Sunday, February 27, 2011

The Ramblings of a Rusty Runner

The alarm went off at 3h30 - yes that is 3:30 in the morning! I groped with disbelief for the light, taking a while to remember that I was to run a race that began at 5am. I am no longer in Cape Town where races begin at 6am (or 7am in winter). Here in Pietermaritzburg the races begin at five in the morning - any later and the heat and humidity becomes too much to bear.

Lately I have taken pity on my knees and have graduated from running marathons to running half-marathons. In a rush of blood to the head I entered two half-marathons on successive weekends. Last weekend I ran the Peninsula 21km in Cape Town, and this weekend I entered the 21km in Pietermaritzburg. Last weekend was lovely: I ran my favourite stretch of Cape Town. Beginning from Bergvliet we ran to the sea, and then along the coast from Muizenberg to Simons Town. We had a sweet westerley breeze to keep us cool, and I felt strong. And just as I was fading my fan club pitched and shouted encouragement (thank you Jen Tyler and Lisa Gee).
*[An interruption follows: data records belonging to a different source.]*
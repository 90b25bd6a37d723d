//! Content hashing for managed files

use sha2::{Digest, Sha256};

/// SHA-256 over the full byte string, hex encoded
pub fn content_hash(data: &[u8]) -> String {
    let mut hasher = Sha256::new();
    hasher.update(data);
    hex::encode(hasher.finalize())
}

/// Hash of the empty input; the baseline of a file that does not exist yet
pub fn empty_hash() -> String {
    content_hash(b"")
}

#[cfg(test)]
mod tests {
    use super::*;

    #[test]
    fn test_content_hash() {
        // SHA256 of "hello world"
        assert_eq!(
            content_hash(b"hello world"),
            "b94d27b9934d3e08a52e52d7da7dabfac484efe37a5380ee9088f7ace2efcde9"
        );
        assert_eq!(
            empty_hash(),
            "e3b0c44298fc1c149afbf4c8996fb92427ae41e4649b934ca495991b7852b855"
        );
    }
}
But today was a week later .... a week of long days and very little running. Oh well, I would run on the memory of last week. I was planning to get to the start on my motorcycle, only to have the battery die on me last night. So I phoned around, and found Brian Gray who agreed to give me a lift: "No problem, I will fetch you at 4:10". What to have for supper? I now had no transport to find supper, so I would have to make do with whatever was in the fridge and cupboards. Yes, there were some tinned beans, and some cheese, some milk, and some macaroni - viola, a supper is produced. Off to bed.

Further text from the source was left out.